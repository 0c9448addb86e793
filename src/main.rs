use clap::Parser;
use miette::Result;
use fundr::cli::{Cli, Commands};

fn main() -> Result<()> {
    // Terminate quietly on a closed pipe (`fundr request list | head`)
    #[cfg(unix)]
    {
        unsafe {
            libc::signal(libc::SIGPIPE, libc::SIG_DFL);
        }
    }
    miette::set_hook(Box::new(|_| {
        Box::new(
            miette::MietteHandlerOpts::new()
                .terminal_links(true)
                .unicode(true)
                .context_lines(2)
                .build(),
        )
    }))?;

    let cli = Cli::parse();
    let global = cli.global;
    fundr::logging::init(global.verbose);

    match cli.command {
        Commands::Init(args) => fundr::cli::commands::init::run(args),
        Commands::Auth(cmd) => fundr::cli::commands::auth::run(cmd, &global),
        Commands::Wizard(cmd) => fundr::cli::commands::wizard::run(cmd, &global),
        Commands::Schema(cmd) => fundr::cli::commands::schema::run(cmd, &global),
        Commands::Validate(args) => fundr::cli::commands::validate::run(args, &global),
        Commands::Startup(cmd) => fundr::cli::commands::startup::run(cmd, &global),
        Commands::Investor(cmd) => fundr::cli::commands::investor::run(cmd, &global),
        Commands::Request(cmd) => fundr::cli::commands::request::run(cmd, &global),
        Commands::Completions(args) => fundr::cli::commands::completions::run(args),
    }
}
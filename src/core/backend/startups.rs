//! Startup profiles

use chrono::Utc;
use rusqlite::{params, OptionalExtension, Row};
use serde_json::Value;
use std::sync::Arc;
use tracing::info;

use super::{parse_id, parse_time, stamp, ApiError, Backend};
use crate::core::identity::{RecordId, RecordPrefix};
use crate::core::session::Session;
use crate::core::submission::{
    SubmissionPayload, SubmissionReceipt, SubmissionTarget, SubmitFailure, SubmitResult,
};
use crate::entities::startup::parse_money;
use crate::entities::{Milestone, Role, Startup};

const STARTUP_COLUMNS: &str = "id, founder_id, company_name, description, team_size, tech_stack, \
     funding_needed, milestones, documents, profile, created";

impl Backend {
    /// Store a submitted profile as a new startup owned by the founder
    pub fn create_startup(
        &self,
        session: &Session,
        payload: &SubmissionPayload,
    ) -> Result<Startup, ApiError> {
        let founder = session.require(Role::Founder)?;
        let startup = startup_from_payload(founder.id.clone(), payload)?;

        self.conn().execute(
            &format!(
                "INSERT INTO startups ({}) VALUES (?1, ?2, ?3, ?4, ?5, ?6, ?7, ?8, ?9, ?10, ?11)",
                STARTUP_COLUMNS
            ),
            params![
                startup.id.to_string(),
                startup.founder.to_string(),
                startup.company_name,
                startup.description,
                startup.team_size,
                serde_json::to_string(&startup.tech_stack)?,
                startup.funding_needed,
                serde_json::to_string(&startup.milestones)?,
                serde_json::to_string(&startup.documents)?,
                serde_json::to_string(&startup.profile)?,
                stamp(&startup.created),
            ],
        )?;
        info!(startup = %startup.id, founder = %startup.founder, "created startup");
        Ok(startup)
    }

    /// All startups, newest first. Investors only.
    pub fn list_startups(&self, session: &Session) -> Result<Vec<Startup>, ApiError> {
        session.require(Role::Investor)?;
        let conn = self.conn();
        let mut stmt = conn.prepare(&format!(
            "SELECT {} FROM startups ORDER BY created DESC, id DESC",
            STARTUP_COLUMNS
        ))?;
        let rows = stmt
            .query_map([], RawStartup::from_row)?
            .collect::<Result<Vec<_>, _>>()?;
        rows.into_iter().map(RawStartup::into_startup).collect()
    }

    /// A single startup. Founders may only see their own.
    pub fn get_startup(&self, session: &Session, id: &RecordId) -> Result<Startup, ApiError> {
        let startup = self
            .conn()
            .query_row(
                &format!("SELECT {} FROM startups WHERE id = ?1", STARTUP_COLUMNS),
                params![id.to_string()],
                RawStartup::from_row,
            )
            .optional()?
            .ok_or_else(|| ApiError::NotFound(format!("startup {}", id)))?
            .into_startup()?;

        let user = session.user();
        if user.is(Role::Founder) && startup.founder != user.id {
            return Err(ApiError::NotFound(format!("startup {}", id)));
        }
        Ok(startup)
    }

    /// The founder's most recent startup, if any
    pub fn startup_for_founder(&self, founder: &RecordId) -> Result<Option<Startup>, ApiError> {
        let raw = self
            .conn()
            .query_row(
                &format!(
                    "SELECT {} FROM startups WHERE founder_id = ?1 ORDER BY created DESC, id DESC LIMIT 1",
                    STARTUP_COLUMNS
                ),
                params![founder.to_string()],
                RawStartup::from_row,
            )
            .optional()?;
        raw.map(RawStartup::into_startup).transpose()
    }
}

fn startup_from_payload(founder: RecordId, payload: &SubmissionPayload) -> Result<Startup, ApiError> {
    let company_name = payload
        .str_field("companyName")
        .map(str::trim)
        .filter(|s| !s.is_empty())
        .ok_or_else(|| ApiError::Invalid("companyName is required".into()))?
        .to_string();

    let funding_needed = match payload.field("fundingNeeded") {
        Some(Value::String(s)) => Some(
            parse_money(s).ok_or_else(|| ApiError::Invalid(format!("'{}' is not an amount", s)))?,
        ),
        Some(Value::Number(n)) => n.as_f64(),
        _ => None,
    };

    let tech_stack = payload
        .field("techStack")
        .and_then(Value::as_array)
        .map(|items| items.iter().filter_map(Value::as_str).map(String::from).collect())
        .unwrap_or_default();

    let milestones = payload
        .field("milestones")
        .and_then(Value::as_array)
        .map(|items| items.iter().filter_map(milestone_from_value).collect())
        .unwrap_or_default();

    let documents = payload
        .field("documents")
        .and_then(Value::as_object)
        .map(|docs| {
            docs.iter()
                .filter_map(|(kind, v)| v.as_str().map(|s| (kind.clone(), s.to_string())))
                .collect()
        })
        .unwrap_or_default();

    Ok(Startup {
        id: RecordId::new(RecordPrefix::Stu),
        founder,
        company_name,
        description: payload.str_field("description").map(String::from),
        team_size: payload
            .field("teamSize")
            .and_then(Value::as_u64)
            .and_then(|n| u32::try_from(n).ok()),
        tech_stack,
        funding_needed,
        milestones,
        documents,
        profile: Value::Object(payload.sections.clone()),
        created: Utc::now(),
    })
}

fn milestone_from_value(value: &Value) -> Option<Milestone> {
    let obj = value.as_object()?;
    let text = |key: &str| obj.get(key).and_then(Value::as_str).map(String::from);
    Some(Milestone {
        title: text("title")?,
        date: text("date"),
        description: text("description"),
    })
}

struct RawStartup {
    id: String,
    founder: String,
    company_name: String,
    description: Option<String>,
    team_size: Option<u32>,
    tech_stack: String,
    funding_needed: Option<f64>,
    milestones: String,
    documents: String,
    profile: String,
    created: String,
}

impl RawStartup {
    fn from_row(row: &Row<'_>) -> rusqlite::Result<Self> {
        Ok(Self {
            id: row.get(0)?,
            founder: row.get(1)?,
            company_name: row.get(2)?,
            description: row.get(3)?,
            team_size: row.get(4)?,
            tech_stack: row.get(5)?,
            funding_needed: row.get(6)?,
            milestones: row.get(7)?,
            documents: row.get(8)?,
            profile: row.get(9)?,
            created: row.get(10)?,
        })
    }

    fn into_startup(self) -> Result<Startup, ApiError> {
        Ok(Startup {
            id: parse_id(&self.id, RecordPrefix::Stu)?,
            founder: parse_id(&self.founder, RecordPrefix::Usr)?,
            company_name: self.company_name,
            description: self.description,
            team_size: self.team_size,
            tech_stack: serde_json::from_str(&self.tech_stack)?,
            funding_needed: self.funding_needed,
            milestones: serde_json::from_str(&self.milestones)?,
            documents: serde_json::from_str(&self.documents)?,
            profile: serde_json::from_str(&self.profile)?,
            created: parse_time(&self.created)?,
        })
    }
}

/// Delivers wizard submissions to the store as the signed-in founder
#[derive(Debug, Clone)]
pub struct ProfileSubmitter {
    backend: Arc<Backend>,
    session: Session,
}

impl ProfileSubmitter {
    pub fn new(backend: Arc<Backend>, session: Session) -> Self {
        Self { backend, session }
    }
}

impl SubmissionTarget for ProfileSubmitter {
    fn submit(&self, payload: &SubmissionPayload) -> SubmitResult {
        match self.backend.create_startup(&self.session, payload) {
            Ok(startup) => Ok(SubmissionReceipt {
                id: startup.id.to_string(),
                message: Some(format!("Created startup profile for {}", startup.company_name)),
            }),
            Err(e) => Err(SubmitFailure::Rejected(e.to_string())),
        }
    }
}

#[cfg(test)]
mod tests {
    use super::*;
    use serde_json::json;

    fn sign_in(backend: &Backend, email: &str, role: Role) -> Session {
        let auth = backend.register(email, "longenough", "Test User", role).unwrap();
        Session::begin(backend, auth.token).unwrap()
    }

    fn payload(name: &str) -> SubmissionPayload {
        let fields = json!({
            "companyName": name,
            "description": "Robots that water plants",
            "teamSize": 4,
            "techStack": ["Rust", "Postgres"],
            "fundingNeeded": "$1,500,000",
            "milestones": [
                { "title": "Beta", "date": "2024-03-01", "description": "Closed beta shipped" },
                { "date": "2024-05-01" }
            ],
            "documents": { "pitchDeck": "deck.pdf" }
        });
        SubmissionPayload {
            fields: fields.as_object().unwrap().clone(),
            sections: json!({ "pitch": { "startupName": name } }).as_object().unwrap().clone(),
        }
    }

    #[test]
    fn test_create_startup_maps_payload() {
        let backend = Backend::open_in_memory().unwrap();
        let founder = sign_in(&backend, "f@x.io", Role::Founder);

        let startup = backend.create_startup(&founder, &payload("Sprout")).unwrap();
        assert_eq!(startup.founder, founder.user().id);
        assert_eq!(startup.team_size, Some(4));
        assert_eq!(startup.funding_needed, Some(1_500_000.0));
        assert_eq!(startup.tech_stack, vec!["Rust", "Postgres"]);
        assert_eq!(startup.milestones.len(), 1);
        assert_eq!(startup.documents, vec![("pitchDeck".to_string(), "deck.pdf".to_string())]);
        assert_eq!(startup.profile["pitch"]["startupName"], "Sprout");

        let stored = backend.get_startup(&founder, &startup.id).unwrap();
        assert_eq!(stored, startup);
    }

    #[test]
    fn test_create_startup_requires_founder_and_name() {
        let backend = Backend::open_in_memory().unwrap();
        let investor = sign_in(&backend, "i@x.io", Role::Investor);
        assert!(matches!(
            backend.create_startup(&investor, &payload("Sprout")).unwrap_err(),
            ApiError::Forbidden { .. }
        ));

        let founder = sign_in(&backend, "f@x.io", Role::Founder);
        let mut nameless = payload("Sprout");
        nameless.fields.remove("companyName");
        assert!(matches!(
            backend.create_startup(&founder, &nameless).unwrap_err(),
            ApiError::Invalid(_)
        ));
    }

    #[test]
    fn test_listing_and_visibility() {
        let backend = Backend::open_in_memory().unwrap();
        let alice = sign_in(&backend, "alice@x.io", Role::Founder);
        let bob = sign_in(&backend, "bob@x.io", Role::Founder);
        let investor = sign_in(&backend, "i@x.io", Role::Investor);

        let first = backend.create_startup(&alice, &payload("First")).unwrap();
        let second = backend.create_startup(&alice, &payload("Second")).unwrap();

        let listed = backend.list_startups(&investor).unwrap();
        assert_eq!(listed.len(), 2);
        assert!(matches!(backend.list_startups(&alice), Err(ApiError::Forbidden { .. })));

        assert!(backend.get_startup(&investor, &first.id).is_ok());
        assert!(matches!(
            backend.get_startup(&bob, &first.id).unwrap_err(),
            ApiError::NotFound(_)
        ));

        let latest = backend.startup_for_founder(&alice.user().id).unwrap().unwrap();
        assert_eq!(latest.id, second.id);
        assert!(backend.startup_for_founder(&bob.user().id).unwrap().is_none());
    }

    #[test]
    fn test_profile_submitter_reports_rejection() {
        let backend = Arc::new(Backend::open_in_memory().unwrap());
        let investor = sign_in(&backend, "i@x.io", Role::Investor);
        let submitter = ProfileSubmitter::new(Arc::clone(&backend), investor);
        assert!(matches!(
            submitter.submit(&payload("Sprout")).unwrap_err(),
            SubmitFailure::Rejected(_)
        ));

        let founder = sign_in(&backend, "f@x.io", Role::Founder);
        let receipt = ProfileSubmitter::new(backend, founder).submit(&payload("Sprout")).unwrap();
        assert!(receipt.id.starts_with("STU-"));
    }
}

☆ ☆ ☆

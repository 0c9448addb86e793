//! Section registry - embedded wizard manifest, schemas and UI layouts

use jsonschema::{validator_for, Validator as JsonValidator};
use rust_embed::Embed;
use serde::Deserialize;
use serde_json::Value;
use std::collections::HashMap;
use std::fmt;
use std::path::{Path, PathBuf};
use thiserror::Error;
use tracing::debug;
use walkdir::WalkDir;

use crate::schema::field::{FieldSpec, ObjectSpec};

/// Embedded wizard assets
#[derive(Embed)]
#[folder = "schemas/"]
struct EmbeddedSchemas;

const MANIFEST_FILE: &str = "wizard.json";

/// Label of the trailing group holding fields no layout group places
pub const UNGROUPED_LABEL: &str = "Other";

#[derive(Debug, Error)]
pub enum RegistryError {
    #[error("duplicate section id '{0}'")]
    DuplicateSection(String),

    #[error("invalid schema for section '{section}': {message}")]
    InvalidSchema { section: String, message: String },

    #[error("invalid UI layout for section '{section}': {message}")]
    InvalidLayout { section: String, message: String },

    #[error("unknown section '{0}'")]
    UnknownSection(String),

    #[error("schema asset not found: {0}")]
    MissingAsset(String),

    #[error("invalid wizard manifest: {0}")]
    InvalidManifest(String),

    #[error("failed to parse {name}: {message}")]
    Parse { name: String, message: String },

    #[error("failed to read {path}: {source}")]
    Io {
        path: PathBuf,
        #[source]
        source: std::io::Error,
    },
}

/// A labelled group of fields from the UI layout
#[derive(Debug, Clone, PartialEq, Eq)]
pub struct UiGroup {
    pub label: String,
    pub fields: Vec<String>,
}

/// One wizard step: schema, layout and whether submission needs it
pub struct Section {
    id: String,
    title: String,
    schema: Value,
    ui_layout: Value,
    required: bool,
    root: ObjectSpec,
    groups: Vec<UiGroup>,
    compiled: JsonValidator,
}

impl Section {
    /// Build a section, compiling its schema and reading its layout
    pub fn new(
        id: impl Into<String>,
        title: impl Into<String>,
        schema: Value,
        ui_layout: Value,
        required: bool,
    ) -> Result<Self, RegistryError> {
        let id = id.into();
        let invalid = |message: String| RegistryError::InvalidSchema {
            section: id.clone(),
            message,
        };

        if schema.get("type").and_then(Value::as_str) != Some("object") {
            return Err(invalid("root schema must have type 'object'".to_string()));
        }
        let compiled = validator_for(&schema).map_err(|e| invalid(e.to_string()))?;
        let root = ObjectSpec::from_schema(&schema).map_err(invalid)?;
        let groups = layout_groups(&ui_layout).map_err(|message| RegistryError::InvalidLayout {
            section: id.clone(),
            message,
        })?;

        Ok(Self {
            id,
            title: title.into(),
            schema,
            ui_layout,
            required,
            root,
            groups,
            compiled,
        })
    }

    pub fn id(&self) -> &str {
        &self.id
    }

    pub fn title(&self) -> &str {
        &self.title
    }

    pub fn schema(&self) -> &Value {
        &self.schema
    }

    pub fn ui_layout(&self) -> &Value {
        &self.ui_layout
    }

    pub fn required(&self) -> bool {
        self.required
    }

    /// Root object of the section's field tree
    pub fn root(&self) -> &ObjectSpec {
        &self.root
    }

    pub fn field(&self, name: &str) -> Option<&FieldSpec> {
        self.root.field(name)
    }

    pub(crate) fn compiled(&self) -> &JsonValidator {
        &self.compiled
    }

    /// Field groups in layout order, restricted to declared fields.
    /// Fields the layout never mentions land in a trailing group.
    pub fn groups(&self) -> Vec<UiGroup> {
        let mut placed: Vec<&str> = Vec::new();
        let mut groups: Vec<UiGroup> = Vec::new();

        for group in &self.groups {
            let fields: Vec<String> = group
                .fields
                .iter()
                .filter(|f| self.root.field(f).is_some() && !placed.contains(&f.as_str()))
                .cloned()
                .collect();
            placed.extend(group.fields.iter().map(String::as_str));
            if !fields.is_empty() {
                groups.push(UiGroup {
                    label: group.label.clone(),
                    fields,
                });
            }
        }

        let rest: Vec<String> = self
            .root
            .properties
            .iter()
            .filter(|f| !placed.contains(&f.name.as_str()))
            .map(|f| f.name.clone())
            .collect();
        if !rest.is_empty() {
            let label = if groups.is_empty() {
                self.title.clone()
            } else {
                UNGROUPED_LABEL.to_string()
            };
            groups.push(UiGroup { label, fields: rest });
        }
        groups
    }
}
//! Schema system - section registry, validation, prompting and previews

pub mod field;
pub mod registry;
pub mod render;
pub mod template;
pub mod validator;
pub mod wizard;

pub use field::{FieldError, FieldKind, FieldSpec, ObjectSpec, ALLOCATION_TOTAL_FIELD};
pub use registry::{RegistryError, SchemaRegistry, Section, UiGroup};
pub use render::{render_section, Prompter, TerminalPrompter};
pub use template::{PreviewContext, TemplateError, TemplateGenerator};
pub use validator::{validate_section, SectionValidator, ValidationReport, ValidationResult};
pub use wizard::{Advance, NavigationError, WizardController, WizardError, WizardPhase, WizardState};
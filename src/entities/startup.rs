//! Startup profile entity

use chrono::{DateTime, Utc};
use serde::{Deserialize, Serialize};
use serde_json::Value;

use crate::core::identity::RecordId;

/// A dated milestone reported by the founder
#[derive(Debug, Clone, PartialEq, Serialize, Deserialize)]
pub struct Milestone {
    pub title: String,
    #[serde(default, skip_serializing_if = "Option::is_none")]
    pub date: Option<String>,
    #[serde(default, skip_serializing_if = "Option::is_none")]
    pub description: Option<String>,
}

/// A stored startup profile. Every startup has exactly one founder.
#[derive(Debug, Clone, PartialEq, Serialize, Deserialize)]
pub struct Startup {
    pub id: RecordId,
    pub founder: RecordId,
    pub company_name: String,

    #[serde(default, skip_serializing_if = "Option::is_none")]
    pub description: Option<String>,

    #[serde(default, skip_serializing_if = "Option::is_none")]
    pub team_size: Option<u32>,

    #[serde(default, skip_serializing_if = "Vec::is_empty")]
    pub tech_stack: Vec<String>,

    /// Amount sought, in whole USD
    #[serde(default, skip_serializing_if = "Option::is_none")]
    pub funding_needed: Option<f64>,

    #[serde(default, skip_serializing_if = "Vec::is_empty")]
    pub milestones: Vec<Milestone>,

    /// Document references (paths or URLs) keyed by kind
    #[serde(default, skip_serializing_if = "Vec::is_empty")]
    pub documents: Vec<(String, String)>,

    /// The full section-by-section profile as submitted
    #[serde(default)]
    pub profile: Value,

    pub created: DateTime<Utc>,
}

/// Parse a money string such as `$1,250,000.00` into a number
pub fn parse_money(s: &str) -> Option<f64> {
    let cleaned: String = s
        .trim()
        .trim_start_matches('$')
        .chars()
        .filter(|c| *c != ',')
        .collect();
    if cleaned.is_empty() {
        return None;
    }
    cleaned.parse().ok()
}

☆ ☆ ☆

● **What is being asked**: For the entries above, state how many lines contain the word "RegistryError". Provide the number by itself.

● **Solution below**: 5